(Collected data entries)
#####

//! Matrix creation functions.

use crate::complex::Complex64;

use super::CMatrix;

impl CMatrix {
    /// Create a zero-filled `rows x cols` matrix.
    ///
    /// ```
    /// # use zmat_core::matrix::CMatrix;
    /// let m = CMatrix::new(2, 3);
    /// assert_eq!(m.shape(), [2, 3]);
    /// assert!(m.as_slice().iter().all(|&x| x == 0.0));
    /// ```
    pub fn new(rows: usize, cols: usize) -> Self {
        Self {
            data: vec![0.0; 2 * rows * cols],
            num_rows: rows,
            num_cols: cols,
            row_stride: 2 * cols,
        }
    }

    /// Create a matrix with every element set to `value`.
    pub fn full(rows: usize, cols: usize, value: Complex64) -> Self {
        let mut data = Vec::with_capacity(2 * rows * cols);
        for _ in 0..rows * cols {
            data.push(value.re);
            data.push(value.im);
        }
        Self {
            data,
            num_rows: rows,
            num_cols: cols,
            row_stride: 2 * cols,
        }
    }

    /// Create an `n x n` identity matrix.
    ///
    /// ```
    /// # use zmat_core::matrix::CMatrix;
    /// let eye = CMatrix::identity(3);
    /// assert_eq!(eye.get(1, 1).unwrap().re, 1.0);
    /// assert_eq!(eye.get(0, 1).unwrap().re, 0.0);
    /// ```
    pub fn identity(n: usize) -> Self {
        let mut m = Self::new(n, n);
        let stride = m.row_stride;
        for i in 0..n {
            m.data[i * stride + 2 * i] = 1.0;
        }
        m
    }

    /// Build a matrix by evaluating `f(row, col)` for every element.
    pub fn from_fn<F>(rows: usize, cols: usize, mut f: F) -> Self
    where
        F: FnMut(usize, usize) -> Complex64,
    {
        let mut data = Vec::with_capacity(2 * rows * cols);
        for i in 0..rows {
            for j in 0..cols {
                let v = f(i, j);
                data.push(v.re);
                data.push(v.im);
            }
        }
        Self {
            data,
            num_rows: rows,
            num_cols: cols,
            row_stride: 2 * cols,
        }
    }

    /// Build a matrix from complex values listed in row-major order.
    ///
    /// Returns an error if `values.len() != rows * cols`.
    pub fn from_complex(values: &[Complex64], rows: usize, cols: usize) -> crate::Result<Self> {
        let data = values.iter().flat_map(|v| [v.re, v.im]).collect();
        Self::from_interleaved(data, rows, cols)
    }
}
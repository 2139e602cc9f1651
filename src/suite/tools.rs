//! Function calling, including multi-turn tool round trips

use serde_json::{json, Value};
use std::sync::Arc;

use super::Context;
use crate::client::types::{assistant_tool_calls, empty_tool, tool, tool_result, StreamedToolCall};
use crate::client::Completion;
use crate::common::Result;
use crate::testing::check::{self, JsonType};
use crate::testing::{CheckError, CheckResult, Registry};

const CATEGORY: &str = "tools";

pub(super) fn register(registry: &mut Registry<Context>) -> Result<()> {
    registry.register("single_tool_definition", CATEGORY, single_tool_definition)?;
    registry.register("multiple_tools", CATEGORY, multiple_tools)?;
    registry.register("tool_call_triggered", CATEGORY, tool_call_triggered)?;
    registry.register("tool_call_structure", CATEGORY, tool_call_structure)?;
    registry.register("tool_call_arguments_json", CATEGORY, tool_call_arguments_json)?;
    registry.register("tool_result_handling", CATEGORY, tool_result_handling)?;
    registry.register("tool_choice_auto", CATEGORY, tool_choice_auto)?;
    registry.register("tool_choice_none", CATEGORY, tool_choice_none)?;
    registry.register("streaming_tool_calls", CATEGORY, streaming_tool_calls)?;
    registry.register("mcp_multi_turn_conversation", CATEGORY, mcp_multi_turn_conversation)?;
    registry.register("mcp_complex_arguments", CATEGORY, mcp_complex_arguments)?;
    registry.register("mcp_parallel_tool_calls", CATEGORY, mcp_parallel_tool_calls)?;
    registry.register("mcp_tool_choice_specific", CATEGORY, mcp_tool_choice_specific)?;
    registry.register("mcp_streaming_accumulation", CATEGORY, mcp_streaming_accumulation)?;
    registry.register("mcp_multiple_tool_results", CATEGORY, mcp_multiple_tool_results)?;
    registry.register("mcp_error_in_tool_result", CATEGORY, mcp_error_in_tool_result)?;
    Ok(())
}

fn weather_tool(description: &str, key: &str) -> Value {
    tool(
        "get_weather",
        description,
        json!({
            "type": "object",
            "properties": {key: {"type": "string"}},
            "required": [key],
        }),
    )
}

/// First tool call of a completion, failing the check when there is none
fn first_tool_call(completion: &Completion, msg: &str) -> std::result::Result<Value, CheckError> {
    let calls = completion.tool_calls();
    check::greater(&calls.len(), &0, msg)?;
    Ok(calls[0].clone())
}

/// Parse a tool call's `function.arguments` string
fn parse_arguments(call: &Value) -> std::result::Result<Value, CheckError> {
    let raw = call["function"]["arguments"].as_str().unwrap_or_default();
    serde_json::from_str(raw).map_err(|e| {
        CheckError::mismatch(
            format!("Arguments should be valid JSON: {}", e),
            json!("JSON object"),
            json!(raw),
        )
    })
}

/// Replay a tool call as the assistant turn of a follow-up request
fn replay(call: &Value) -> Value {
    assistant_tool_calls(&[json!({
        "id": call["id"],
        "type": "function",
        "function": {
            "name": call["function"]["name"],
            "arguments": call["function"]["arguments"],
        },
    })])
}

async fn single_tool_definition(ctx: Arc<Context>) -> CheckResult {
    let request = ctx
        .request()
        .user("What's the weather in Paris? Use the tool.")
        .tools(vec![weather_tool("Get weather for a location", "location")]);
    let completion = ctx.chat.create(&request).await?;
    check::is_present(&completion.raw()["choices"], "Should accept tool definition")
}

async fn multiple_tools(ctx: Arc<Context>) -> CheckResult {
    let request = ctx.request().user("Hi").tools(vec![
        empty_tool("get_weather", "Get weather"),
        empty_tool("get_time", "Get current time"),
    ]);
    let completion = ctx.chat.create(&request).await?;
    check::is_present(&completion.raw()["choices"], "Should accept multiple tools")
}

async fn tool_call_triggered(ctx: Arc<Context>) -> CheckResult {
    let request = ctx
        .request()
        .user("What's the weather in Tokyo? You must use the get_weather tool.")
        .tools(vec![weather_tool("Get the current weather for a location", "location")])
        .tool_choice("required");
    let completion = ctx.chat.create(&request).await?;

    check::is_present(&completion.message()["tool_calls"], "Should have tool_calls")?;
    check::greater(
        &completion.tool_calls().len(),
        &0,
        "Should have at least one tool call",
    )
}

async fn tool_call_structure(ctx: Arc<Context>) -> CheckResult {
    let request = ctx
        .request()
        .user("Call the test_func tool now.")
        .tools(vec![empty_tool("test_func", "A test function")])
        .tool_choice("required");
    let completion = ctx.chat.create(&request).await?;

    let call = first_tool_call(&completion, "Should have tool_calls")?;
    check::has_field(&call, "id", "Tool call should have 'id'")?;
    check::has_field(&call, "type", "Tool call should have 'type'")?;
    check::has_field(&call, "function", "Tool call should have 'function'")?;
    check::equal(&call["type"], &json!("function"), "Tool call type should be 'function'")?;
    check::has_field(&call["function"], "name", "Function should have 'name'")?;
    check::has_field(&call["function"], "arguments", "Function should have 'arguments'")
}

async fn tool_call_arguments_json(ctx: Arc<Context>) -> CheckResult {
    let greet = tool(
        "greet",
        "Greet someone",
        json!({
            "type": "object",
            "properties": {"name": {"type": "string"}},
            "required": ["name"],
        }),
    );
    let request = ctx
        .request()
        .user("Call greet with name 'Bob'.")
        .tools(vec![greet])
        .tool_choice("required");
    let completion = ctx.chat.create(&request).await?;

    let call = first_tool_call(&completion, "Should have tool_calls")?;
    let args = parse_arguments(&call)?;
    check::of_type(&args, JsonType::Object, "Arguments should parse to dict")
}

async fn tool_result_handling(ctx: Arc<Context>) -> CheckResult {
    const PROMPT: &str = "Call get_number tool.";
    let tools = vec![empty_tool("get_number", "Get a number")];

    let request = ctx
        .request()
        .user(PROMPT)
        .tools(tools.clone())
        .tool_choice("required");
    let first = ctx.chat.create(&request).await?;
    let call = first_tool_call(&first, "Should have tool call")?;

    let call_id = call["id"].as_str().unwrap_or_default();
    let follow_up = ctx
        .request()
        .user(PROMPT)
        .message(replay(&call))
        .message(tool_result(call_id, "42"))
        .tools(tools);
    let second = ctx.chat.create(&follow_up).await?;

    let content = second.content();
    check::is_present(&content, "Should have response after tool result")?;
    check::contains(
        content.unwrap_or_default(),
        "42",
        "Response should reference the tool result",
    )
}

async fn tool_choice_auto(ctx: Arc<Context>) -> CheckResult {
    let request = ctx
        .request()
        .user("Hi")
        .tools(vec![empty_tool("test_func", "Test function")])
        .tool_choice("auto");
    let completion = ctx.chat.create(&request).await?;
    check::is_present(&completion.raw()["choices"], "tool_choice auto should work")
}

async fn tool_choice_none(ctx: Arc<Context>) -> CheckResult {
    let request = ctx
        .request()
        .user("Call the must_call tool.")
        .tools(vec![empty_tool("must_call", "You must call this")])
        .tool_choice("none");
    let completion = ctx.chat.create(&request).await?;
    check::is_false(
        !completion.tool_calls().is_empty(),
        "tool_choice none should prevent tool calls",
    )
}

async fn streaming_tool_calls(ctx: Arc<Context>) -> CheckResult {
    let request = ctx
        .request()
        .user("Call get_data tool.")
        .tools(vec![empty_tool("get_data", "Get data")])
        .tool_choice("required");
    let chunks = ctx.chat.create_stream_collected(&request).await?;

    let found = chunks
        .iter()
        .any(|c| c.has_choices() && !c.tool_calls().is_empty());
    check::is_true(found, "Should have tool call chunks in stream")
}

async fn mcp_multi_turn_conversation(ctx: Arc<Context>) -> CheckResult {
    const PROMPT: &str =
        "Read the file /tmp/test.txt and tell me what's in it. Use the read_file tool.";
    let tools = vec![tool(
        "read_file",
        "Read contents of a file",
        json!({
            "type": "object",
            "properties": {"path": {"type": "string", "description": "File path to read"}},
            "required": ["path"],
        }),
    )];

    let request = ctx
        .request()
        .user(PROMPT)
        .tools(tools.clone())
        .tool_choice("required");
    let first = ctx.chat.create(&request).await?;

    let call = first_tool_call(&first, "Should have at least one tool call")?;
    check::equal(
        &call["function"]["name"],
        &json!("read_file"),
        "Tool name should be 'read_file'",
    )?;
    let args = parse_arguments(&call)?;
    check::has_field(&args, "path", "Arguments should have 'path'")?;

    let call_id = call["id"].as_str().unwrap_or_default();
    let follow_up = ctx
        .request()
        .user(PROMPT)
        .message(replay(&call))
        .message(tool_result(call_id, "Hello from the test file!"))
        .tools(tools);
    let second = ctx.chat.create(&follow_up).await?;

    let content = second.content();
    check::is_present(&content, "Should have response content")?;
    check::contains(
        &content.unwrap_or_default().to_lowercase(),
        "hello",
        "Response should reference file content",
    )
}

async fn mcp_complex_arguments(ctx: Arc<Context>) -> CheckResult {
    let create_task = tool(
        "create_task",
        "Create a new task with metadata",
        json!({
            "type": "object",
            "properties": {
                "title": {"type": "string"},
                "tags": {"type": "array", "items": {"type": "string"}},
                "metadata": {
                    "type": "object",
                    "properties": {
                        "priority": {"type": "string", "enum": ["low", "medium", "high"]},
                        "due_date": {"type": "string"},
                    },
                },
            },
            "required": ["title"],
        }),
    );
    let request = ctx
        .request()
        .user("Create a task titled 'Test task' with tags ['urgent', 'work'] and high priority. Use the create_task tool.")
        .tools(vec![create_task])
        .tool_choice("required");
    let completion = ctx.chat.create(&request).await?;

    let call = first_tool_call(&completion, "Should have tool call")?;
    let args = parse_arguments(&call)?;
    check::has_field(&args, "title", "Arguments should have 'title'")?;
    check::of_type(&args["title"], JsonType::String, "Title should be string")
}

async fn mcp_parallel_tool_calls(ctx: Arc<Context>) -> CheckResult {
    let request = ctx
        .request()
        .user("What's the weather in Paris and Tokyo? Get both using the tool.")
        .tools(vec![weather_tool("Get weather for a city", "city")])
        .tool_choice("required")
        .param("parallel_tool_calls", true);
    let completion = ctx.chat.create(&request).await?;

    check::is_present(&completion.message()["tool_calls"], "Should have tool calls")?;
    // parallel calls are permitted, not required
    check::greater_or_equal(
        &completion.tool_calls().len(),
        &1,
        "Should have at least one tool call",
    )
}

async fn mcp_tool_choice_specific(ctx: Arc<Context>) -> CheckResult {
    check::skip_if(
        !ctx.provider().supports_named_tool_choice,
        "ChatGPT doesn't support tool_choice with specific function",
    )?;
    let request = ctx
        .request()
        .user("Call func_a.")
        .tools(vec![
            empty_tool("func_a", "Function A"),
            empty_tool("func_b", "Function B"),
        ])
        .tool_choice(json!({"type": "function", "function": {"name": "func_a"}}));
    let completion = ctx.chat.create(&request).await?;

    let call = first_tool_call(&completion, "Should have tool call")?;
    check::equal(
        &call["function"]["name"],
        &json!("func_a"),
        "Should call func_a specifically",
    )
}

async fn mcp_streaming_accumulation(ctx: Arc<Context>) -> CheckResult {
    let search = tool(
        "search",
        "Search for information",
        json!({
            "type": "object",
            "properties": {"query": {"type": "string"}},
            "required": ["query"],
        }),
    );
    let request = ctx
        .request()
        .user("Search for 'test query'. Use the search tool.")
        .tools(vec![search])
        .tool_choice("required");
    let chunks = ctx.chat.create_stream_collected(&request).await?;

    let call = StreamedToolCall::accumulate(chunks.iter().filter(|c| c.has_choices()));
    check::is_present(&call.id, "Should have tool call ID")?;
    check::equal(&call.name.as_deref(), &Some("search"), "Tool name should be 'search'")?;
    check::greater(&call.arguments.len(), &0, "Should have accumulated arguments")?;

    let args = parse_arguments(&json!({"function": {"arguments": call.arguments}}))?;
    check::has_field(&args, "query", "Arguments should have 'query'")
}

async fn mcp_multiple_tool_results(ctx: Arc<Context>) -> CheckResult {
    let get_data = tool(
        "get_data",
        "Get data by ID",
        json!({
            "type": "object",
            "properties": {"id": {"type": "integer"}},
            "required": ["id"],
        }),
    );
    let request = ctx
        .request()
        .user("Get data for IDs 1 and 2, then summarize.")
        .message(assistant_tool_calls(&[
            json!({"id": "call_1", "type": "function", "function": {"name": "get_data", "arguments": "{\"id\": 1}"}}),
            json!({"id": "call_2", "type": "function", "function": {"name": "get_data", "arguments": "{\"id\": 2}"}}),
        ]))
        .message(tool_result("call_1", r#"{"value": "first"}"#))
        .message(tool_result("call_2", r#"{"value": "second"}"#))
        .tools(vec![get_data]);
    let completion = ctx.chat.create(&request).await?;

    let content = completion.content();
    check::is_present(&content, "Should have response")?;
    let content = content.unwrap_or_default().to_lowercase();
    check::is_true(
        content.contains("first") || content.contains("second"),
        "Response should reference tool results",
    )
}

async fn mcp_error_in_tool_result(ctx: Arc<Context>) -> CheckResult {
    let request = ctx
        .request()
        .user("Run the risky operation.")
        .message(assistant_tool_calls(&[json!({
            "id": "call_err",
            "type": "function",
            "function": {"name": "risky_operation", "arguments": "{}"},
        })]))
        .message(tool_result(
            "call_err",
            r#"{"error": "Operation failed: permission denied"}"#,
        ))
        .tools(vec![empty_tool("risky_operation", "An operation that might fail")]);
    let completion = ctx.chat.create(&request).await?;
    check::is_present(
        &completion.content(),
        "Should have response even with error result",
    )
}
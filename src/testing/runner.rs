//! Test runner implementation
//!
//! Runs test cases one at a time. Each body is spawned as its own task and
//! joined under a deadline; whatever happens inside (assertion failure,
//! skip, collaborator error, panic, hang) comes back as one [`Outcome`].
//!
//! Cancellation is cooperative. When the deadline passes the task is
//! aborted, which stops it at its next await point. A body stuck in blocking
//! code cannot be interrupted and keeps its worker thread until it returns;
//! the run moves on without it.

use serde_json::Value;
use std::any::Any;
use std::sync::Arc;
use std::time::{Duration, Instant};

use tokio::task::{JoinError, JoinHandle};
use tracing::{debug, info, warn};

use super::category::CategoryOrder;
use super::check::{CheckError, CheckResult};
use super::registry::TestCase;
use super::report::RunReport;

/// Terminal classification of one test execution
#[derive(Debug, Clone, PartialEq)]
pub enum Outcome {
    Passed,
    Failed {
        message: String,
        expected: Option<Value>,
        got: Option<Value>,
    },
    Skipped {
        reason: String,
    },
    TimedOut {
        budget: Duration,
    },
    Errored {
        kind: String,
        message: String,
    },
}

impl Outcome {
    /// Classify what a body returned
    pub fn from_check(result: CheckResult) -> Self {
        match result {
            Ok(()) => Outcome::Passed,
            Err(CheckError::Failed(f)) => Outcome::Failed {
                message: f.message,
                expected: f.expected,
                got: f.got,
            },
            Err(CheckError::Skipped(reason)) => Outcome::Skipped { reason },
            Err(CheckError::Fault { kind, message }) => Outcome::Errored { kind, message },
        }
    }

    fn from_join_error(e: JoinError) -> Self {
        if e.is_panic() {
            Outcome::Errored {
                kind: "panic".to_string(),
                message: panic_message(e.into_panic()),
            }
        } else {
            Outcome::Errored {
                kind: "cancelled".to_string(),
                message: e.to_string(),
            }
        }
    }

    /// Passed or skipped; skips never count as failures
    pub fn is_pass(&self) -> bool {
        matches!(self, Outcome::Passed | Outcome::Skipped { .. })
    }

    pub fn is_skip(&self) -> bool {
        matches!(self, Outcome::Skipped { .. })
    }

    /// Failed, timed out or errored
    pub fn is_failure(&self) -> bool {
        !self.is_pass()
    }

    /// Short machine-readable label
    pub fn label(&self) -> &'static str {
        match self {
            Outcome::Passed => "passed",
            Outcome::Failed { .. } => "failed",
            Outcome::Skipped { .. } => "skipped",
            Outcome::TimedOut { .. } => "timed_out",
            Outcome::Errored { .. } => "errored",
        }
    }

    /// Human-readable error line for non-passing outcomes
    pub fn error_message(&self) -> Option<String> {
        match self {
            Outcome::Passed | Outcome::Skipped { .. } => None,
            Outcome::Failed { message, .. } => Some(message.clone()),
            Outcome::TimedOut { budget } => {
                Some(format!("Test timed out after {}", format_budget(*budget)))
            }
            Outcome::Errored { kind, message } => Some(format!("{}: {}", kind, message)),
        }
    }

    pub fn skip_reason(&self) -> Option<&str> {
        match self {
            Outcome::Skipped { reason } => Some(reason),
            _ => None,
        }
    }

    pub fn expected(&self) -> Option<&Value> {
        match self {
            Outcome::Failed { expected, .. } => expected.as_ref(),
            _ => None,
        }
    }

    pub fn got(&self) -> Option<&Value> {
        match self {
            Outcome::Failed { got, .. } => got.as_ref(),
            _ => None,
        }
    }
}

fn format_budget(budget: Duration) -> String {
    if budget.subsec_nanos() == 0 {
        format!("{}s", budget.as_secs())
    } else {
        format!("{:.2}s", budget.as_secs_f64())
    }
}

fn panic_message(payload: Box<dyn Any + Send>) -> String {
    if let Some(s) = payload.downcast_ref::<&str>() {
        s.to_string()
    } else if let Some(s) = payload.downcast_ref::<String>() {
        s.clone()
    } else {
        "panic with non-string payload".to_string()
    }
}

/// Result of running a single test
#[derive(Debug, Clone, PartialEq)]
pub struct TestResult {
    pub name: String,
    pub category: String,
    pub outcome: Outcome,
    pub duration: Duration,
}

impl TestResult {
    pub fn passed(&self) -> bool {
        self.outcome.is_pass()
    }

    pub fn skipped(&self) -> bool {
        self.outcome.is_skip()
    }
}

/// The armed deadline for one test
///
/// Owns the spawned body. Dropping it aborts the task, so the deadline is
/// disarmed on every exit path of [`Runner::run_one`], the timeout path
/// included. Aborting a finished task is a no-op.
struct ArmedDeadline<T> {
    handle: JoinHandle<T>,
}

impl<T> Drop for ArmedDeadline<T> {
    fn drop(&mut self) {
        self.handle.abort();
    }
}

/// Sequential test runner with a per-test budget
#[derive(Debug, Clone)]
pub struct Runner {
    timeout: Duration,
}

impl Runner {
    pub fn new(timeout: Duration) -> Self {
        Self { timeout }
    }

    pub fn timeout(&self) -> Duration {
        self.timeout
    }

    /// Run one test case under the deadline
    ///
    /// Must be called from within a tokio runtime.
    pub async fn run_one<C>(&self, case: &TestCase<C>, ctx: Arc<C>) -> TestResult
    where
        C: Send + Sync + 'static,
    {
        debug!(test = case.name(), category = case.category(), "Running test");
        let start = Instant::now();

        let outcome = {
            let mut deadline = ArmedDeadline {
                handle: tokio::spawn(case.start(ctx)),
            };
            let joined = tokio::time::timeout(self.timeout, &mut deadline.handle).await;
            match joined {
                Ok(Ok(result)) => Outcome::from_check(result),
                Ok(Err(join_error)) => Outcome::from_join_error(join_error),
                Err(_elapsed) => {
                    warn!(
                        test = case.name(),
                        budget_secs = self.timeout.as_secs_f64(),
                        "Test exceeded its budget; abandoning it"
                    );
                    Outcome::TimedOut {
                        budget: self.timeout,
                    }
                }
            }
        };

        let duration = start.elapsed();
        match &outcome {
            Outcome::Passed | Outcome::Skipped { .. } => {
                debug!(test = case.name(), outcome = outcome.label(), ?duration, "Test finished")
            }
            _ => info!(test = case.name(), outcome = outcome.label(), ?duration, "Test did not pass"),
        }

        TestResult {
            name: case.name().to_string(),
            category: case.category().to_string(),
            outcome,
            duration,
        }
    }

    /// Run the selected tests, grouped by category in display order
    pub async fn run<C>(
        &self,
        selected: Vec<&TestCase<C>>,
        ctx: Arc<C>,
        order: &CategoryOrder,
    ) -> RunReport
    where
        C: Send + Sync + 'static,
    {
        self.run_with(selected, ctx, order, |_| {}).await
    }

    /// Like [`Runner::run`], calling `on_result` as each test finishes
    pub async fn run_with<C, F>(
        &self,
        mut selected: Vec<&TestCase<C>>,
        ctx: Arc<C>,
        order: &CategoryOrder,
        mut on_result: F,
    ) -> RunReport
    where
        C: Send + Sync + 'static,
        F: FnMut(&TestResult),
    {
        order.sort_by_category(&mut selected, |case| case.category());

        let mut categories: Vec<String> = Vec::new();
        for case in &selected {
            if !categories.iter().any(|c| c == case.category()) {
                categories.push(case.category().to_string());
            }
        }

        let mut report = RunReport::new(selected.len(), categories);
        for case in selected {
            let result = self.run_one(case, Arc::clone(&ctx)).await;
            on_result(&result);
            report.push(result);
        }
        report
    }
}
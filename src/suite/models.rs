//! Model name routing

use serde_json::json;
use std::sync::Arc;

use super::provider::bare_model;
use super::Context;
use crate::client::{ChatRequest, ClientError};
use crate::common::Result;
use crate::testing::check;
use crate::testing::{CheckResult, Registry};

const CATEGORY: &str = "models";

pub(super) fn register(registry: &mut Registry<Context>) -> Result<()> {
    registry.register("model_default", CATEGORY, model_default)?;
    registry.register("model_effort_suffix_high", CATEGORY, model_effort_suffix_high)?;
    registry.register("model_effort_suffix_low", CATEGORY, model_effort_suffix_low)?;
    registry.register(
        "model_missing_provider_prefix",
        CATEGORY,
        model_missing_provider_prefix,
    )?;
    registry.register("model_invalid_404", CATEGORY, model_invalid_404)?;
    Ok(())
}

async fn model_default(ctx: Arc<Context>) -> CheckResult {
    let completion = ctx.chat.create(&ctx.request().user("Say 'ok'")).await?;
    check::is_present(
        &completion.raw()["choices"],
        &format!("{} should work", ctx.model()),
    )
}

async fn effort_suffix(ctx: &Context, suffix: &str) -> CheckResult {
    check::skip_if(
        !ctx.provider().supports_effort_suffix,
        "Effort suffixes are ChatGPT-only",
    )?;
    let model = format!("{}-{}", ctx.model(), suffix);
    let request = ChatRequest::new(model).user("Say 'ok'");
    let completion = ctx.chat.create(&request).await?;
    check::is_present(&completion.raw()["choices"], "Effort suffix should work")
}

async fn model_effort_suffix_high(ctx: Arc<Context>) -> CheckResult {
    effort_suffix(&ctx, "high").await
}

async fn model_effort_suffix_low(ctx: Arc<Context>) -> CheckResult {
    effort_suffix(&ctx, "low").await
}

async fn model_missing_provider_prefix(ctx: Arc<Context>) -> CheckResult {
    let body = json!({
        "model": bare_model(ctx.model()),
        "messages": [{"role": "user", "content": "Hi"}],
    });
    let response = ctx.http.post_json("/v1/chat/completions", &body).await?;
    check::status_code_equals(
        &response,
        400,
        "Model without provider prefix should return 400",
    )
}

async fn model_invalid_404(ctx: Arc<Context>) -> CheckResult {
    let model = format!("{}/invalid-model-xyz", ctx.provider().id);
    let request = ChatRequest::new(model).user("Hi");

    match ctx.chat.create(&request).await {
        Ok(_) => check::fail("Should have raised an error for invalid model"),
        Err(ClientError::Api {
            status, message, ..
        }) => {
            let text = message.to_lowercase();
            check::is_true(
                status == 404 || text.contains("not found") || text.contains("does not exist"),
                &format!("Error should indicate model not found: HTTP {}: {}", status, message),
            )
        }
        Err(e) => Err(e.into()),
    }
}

#####

TASK OBJECTIVE:
Beginning of the records through the line with "pub fn new(rows: usize, cols: usize)": return that span exactly and stop there.

PROBLEM SOLUTION:
//! Matrix creation functions.

use crate::complex::Complex64;

use super::CMatrix;

impl CMatrix {
    /// Create a zero-filled `rows x cols` matrix.
    ///
    /// ```
    /// # use zmat_core::matrix::CMatrix;
    /// let m = CMatrix::new(2, 3);
    /// assert_eq!(m.shape(), [2, 3]);
    /// assert!(m.as_slice().iter().all(|&x| x == 0.0));
    /// ```
    pub fn new(rows: usize, cols: usize) -> Self {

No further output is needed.